Sereno, André Agassi vivió una segunda juventud tras superar la depresión. De nuevo en forma, en 1999 se consagró como el quinto tenista en ganar los cuatro Grand Slam al vencer a Andriy Medvédev por 1-6, 2-6, 6-4, 6-3 y 6-4 en la final de Roland Garros. Se unía a una selecta lista de la cual, a día de hoy, solo forman parte Fred Perry, Don Budge, Rod Laver, Roy Emerson, Roger Federer, Rafael Nadal y Novak Djokovic. Esa temporada levantó de nuevo (había pasado un lustros desde la primera vez) el Abierto de los Estados Unidos, batiendo a Todd Martin. Del Open de Australia hizo su segunda casa, sumando tres entorchados más a su palmarés en 2000, 2001 y 2003. Y todavía pudo vivir dos finales del US Open más, una ante Sampras y otra ante un joven suizo de nombre Roger. De por medio, varios títulos de Master 1000 y la satisfacción de sobrevivir tenísticamente a coetáneos como el propio Pete Sampas, Jim Courier, Sergi Bruguera, Ivanišević o Boris Becker.
El tiempo, sin embargo, acaba alcanzándonos a todos y Agassi no iba a ser una excepción. Una de las mayores crueldades de este deporte es comprobar a pie de pista como las nuevas generaciones se superan en fuerza, progresan en técnica, mejoran en mentalidad y, poco a poco, van ganando terreno mientras uno se va quedando obsoleto o, cuanto menos, anticuado. Y si encima esos tenistas se llaman Roger Federer y Rafael Nadal (ante quien cayó derrotado en su último partido en Wimbledon), la jubilación resulta inevitable. Así lo intuía Agassi cuando, tirado en el suelo de un hotel de Manhattan por culpa de los dolores de espalda, se preparaba para un encuentro contra Marcos Baghdatis, un pegador que ocupaba en ese instante el número ocho del mundo. El público neoyorkino, ansioso y nostálgico por su despedida, aupó a André en su guerra contra el chipriota, a quien derrotó en cinco set. Ambos acabaron extenuados, tirados en una camilla y recibiendo asistencia médica. En la siguiente ronda, un anónimo Benjamin Becker le venció. Era el final de la carrera de Agassi. Por fin podía dejar aquello que tanto odiaba y, a la vez, tanto amaba. Pero lo mejor era que, después de mucho tiempo, estaba orgulloso de sí mismo.
Francisco Huesa (@currohuesa)
[1] En la modalidad de dobles McEnroe ganó un torneo con 47 años, un record aún vigente.
[2] Jóvenes aunque sobradamente preparado, un lema muy de los años 90.

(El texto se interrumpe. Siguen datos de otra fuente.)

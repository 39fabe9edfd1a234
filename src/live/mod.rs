//! Client side of the remote speech-to-speech session.
//!
//! Everything the session manager sees from the remote end arrives as one
//! [`RemoteEvent`] stream; everything it sends is an [`OutboundMessage`].
//! [`LiveConnector`] is the seam between the session and the transport.

pub mod gemini;
pub mod protocol;

use crate::audio::MediaChunk;
use crate::error::{ErrorKind, Result};
use async_trait::async_trait;
use serde_json::Value;
use tokio::sync::mpsc;
use tokio_util::sync::CancellationToken;
use tracing::debug;

pub use gemini::GeminiLiveConnector;

/// Channel capacity for inbound remote events.
pub const EVENT_CHANNEL_SIZE: usize = 256;

/// A function call requested by the remote model.
#[derive(Debug, Clone, PartialEq)]
pub struct FunctionCall {
    pub id: String,
    pub name: String,
    pub args: Value,
}

/// Events delivered by the remote session, in arrival order.
#[derive(Debug, Clone, PartialEq)]
pub enum RemoteEvent {
    /// Partial transcript of what the user said.
    Transcript { text: String },
    /// Synthesized speech chunk.
    Audio(MediaChunk),
    /// The model wants to invoke a tool.
    ToolCall(FunctionCall),
    /// Previously issued tool calls were withdrawn.
    ToolCallCancelled { ids: Vec<String> },
    /// The user started speaking over the model.
    Interrupted,
    /// The model finished its turn.
    TurnComplete,
    /// The server will close the connection soon.
    GoAway { time_left: Option<String> },
    /// Session-level failure.
    Error { message: String },
    /// The connection is gone.
    Closed { reason: Option<String> },
}

/// Messages sent to the remote session.
#[derive(Debug, Clone, PartialEq)]
pub enum OutboundMessage {
    /// Realtime text turn (used for the opening prompt).
    Text(String),
    /// One frame of microphone audio.
    Audio(MediaChunk),
    /// Result of a [`FunctionCall`].
    ToolResponse {
        id: String,
        name: String,
        response: Value,
    },
}

/// Everything needed to open a session.
#[derive(Debug, Clone, PartialEq)]
pub struct SessionSetup {
    /// `models/<name>`.
    pub model: String,
    pub system_instruction: String,
    pub voice_name: String,
    /// Function declarations offered to the model.
    pub tools: Vec<Value>,
    /// Ask the server to transcribe the user's audio.
    pub input_transcription: bool,
}

impl SessionSetup {
    /// Setup derived from config plus the booking tool.
    pub fn from_config(live: &crate::config::LiveConfig) -> Self {
        Self {
            model: live.qualified_model(),
            system_instruction: live.effective_instruction(),
            voice_name: live.voice_name.clone(),
            tools: vec![crate::persona::booking_tool_declaration()],
            input_transcription: true,
        }
    }
}

/// An open remote session.
///
/// Sending after the transport has stopped is a logged no-op. Closing is
/// idempotent, and dropping the connection closes it.
#[derive(Debug)]
pub struct LiveConnection {
    outbound: mpsc::UnboundedSender<OutboundMessage>,
    events: mpsc::Receiver<RemoteEvent>,
    cancel: CancellationToken,
}

impl LiveConnection {
    pub fn new(
        outbound: mpsc::UnboundedSender<OutboundMessage>,
        events: mpsc::Receiver<RemoteEvent>,
        cancel: CancellationToken,
    ) -> Self {
        Self {
            outbound,
            events,
            cancel,
        }
    }

    /// Queue a message for the transport. Returns whether it was accepted.
    pub fn send(&self, message: OutboundMessage) -> bool {
        if self.cancel.is_cancelled() {
            return false;
        }
        match self.outbound.send(message) {
            Ok(()) => true,
            Err(_) => {
                debug!("remote transport gone, dropping outbound message");
                false
            }
        }
    }

    /// Next remote event; `None` once the transport is finished.
    pub async fn recv(&mut self) -> Option<RemoteEvent> {
        self.events.recv().await
    }

    pub fn close(&self) {
        self.cancel.cancel();
    }

    pub fn is_closed(&self) -> bool {
        self.cancel.is_cancelled()
    }
}

impl Drop for LiveConnection {
    fn drop(&mut self) {
        self.cancel.cancel();
    }
}

/// Opens remote sessions.
#[async_trait]
pub trait LiveConnector: Send + Sync {
    /// Open a session and complete the setup handshake.
    ///
    /// # Errors
    ///
    /// Returns [`crate::VoiceError::AuthorizationRequired`] or
    /// [`crate::VoiceError::ConnectionFailed`].
    async fn connect(&self, setup: &SessionSetup) -> Result<LiveConnection>;
}

/// Classify a remote failure message.
///
/// Entity/key-class failures (unknown model or project, invalid or missing
/// API key, permission) need re-authorization; anything else is a
/// connectivity problem of the given fallback kind.
pub fn classify_remote_error(message: &str, fallback: ErrorKind) -> ErrorKind {
    let lower = message.to_ascii_lowercase();
    const AUTH_MARKERS: [&str; 7] = [
        "entity",
        "api key",
        "api_key",
        "permission denied",
        "unauthenticated",
        "401",
        "403",
    ];
    if AUTH_MARKERS.iter().any(|m| lower.contains(m)) {
        ErrorKind::AuthorizationRequired
    } else {
        fallback
    }
}
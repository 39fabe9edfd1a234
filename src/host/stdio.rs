//! Stdin/stdout JSON bridge for the host command channel.
//!
//! Reads newline-delimited JSON `CommandEnvelope` messages, routes them to
//! the widget, and writes `ResponseEnvelope` and `EventEnvelope` messages as
//! newline-delimited JSON.
//!
//! Stdout is exclusively reserved for the JSON protocol; all diagnostic
//! output (tracing, logs) must be routed to stderr.

use crate::config::HostConfig;
use crate::error::{Result, VoiceError};
use crate::host::contract::{CommandEnvelope, EventEnvelope, ResponseEnvelope};
use crate::host::router::HostRouter;
use crate::widget::WidgetHandle;
use std::sync::Arc;
use tokio::io::{AsyncBufRead, AsyncBufReadExt, AsyncWrite, AsyncWriteExt, BufReader};
use tokio::sync::Mutex;
use tokio::sync::broadcast::error::RecvError;

/// Run the bridge on the process's stdin/stdout until stdin closes.
///
/// # Errors
///
/// Returns an error if stdin cannot be read or stdout cannot be written.
pub async fn run_stdio_bridge(widget: WidgetHandle, host: HostConfig) -> Result<()> {
    run_bridge(
        BufReader::new(tokio::io::stdin()),
        tokio::io::stdout(),
        widget,
        host,
    )
    .await
}

/// Run the bridge over arbitrary streams until `reader` reaches EOF.
///
/// Two tasks operate concurrently:
///
/// 1. **Reader** (this task): parses each line, routes it, and writes the
///    response.
/// 2. **Event forwarder** (spawned): maps broadcast widget events to event
///    envelopes and writes them.
///
/// # Errors
///
/// Returns an error if reading or writing fails.
pub async fn run_bridge<R, W>(
    reader: R,
    writer: W,
    widget: WidgetHandle,
    host: HostConfig,
) -> Result<()>
where
    R: AsyncBufRead + Unpin,
    W: AsyncWrite + Unpin + Send + 'static,
{
    let writer = Arc::new(Mutex::new(writer));

    let event_writer = Arc::clone(&writer);
    let mut event_rx = widget.subscribe();
    let event_handle = tokio::spawn(async move {
        loop {
            match event_rx.recv().await {
                Ok(event) => {
                    let Some(envelope) = EventEnvelope::from_widget(&event, &host) else {
                        continue;
                    };
                    match serde_json::to_string(&envelope) {
                        Ok(json) => {
                            let mut w = event_writer.lock().await;
                            if let Err(e) = write_line(&mut *w, &json).await {
                                tracing::warn!(
                                    error = %e,
                                    "failed to write event envelope; stopping event forwarder"
                                );
                                break;
                            }
                        }
                        Err(e) => {
                            tracing::error!(
                                error = %e,
                                "failed to serialize event envelope; skipping"
                            );
                        }
                    }
                }
                Err(RecvError::Lagged(n)) => {
                    tracing::warn!(lagged = n, "event forwarder lagged; some events were dropped");
                }
                Err(RecvError::Closed) => {
                    tracing::info!("widget event channel closed; stopping event forwarder");
                    break;
                }
            }
        }
    });

    let router = HostRouter::new(widget);
    let reader_result = run_reader(reader, &router, &writer).await;

    event_handle.abort();
    let _ = event_handle.await;
    reader_result
}

async fn run_reader<R, W>(mut reader: R, router: &HostRouter, writer: &Mutex<W>) -> Result<()>
where
    R: AsyncBufRead + Unpin,
    W: AsyncWrite + Unpin,
{
    let mut line = String::new();
    loop {
        line.clear();
        let bytes_read = reader
            .read_line(&mut line)
            .await
            .map_err(|e| VoiceError::Channel(format!("failed to read command line: {e}")))?;
        if bytes_read == 0 {
            tracing::info!("input closed (EOF); shutting down host bridge");
            break;
        }

        let trimmed = line.trim();
        if trimmed.is_empty() {
            continue;
        }

        let response = match serde_json::from_str::<CommandEnvelope>(trimmed) {
            Ok(envelope) => router.route(&envelope).await,
            Err(e) => {
                tracing::warn!(error = %e, raw_line = %trimmed, "failed to parse command envelope");
                ResponseEnvelope::error(
                    "parse-error",
                    format!("failed to parse command envelope: {e}"),
                )
            }
        };

        let json = serde_json::to_string(&response)
            .map_err(|e| VoiceError::Protocol(format!("failed to serialize response: {e}")))?;
        let mut w = writer.lock().await;
        write_line(&mut *w, &json).await?;
    }
    Ok(())
}

/// Write a single JSON line and flush.
async fn write_line<W: AsyncWrite + Unpin>(writer: &mut W, json: &str) -> Result<()> {
    writer
        .write_all(json.as_bytes())
        .await
        .map_err(|e| VoiceError::Channel(format!("failed to write line: {e}")))?;
    writer
        .write_all(b"\n")
        .await
        .map_err(|e| VoiceError::Channel(format!("failed to write newline: {e}")))?;
    writer
        .flush()
        .await
        .map_err(|e| VoiceError::Channel(format!("failed to flush: {e}")))?;
    Ok(())
}
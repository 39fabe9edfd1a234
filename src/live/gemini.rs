//! Gemini Live transport over a WebSocket.
//!
//! `connect` opens the socket, sends the setup message, and waits for
//! `setupComplete`; after that a background task pumps frames in both
//! directions until the server closes or the connection is cancelled.

use super::protocol::{ClientMessage, ServerMessage};
use super::{
    EVENT_CHANNEL_SIZE, LiveConnection, LiveConnector, OutboundMessage, RemoteEvent, SessionSetup,
    classify_remote_error,
};
use crate::config::LiveConfig;
use crate::error::{ErrorKind, Result, VoiceError};
use async_trait::async_trait;
use futures_util::{SinkExt, StreamExt};
use std::time::Duration;
use tokio::net::TcpStream;
use tokio::sync::mpsc;
use tokio_tungstenite::tungstenite::Message;
use tokio_tungstenite::{MaybeTlsStream, WebSocketStream, connect_async};
use tokio_util::sync::CancellationToken;
use tracing::{debug, info, warn};

type WsStream = WebSocketStream<MaybeTlsStream<TcpStream>>;

/// Opens sessions against the Gemini Live endpoint.
#[derive(Debug, Clone)]
pub struct GeminiLiveConnector {
    endpoint: String,
    api_key: Option<String>,
    connect_timeout: Duration,
}

impl GeminiLiveConnector {
    pub fn new(config: &LiveConfig) -> Self {
        Self {
            endpoint: config.endpoint.clone(),
            api_key: config.resolved_api_key(),
            connect_timeout: config.connect_timeout(),
        }
    }

    /// Connector for an explicit endpoint and key.
    pub fn with_endpoint(
        endpoint: impl Into<String>,
        api_key: Option<String>,
        connect_timeout: Duration,
    ) -> Self {
        Self {
            endpoint: endpoint.into(),
            api_key,
            connect_timeout,
        }
    }

    fn session_url(&self, key: &str) -> Result<url::Url> {
        let mut url = url::Url::parse(&self.endpoint)
            .map_err(|e| VoiceError::Config(format!("invalid live endpoint: {e}")))?;
        url.query_pairs_mut().append_pair("key", key);
        Ok(url)
    }
}

#[async_trait]
impl LiveConnector for GeminiLiveConnector {
    async fn connect(&self, setup: &SessionSetup) -> Result<LiveConnection> {
        let key = self
            .api_key
            .as_deref()
            .filter(|k| !k.trim().is_empty())
            .ok_or_else(|| VoiceError::AuthorizationRequired("no API key configured".into()))?;
        let url = self.session_url(key)?;

        let ws = tokio::time::timeout(self.connect_timeout, open(url.as_str(), setup))
            .await
            .map_err(|_| {
                VoiceError::ConnectionFailed(format!(
                    "setup not acknowledged within {}s",
                    self.connect_timeout.as_secs()
                ))
            })??;
        info!(model = %setup.model, voice = %setup.voice_name, "live session open");

        let (outbound_tx, outbound_rx) = mpsc::unbounded_channel();
        let (event_tx, event_rx) = mpsc::channel(EVENT_CHANNEL_SIZE);
        let cancel = CancellationToken::new();
        tokio::spawn(run_transport(ws, outbound_rx, event_tx, cancel.clone()));
        Ok(LiveConnection::new(outbound_tx, event_rx, cancel))
    }
}

/// Connect, send setup, and wait for the acknowledgement.
async fn open(url: &str, setup: &SessionSetup) -> Result<WsStream> {
    let (mut ws, _) = connect_async(url)
        .await
        .map_err(|e| handshake_error(format!("connect: {e}")))?;

    let json = ClientMessage::from(setup).to_json()?;
    ws.send(Message::Text(json))
        .await
        .map_err(|e| handshake_error(format!("send setup: {e}")))?;

    loop {
        match ws.next().await {
            Some(Ok(msg)) => match decode_frame(msg) {
                Frame::Json(text) => {
                    let msg = ServerMessage::parse(&text)
                        .map_err(|e| VoiceError::ConnectionFailed(e.to_string()))?;
                    if msg.is_setup_complete() {
                        return Ok(ws);
                    }
                    debug!("ignoring message received before setupComplete");
                }
                Frame::Closed(reason) => {
                    return Err(handshake_error(
                        reason.unwrap_or_else(|| "connection closed during setup".into()),
                    ));
                }
                Frame::Control => {}
            },
            Some(Err(e)) => return Err(handshake_error(format!("read: {e}"))),
            None => {
                return Err(VoiceError::ConnectionFailed("connection closed during setup".into()));
            }
        }
    }
}

fn handshake_error(message: String) -> VoiceError {
    match classify_remote_error(&message, ErrorKind::ConnectionFailed) {
        ErrorKind::AuthorizationRequired => VoiceError::AuthorizationRequired(message),
        _ => VoiceError::ConnectionFailed(message),
    }
}

enum Frame {
    Json(String),
    Closed(Option<String>),
    Control,
}

/// JSON may arrive in text or binary frames.
fn decode_frame(msg: Message) -> Frame {
    match msg {
        Message::Text(text) => Frame::Json(text),
        Message::Binary(bytes) => match String::from_utf8(bytes) {
            Ok(text) => Frame::Json(text),
            Err(_) => {
                debug!("ignoring non-UTF-8 binary frame");
                Frame::Control
            }
        },
        Message::Close(frame) => Frame::Closed(
            frame
                .map(|f| f.reason.to_string())
                .filter(|r| !r.trim().is_empty()),
        ),
        _ => Frame::Control,
    }
}

/// Pump frames until the server closes, the socket fails, or `cancel` fires.
///
/// A remote close with a reason yields `Error` then `Closed`; a local
/// cancel ends silently.
async fn run_transport(
    ws: WsStream,
    mut outbound: mpsc::UnboundedReceiver<OutboundMessage>,
    events: mpsc::Sender<RemoteEvent>,
    cancel: CancellationToken,
) {
    let (mut write, mut read) = ws.split();

    let reason = loop {
        tokio::select! {
            biased;

            () = cancel.cancelled() => {
                if let Err(e) = write.send(Message::Close(None)).await {
                    debug!("close frame not sent: {e}");
                }
                debug!("live transport cancelled");
                return;
            }
            msg = read.next() => {
                match msg {
                    Some(Ok(msg)) => match decode_frame(msg) {
                        Frame::Json(text) => match ServerMessage::parse(&text) {
                            Ok(parsed) => {
                                for event in parsed.into_events() {
                                    if events.send(event).await.is_err() {
                                        return;
                                    }
                                }
                            }
                            Err(e) => debug!("ignoring unparseable server message: {e}"),
                        },
                        Frame::Closed(reason) => break reason,
                        Frame::Control => {}
                    },
                    Some(Err(e)) => break Some(format!("read error: {e}")),
                    None => break None,
                }
            }
            Some(message) = outbound.recv() => {
                let json = match ClientMessage::from(message).to_json() {
                    Ok(json) => json,
                    Err(e) => {
                        warn!("dropping outbound message: {e}");
                        continue;
                    }
                };
                if let Err(e) = write.send(Message::Text(json)).await {
                    break Some(format!("send error: {e}"));
                }
            }
        }
    };

    cancel.cancel();
    match &reason {
        Some(r) => warn!("live session ended: {r}"),
        None => info!("live session closed by server"),
    }
    if let Some(message) = reason.clone() {
        let _ = events.send(RemoteEvent::Error { message }).await;
    }
    let _ = events.send(RemoteEvent::Closed { reason }).await;
}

[3] Una wild card es una invitación que da el torneo a tenistas que por ranking tienen derechos a participar pero que, por algún motivo u otro, la organización concede para que lo hagan. Goran Ivanišević la recibió en calidad de triple finalista del torneo para convertirse en el jugador con peor ranking (125 del mundo) y el primer wild card en ganar Wimbledon.
[4] Los campeones de Wimbledon de individuales femeninos y masculinos pasan a ser, según los estatutos del All England Lawn Tennis y Croquet Club, miembros honorarios del mismo.
[5] Como explica Nicholas Carr en Superficiales, el cerebro tiene la manía de atribuir identidad a los objetos para, posteriormente, adjudicarles esos valores a sus poseedores.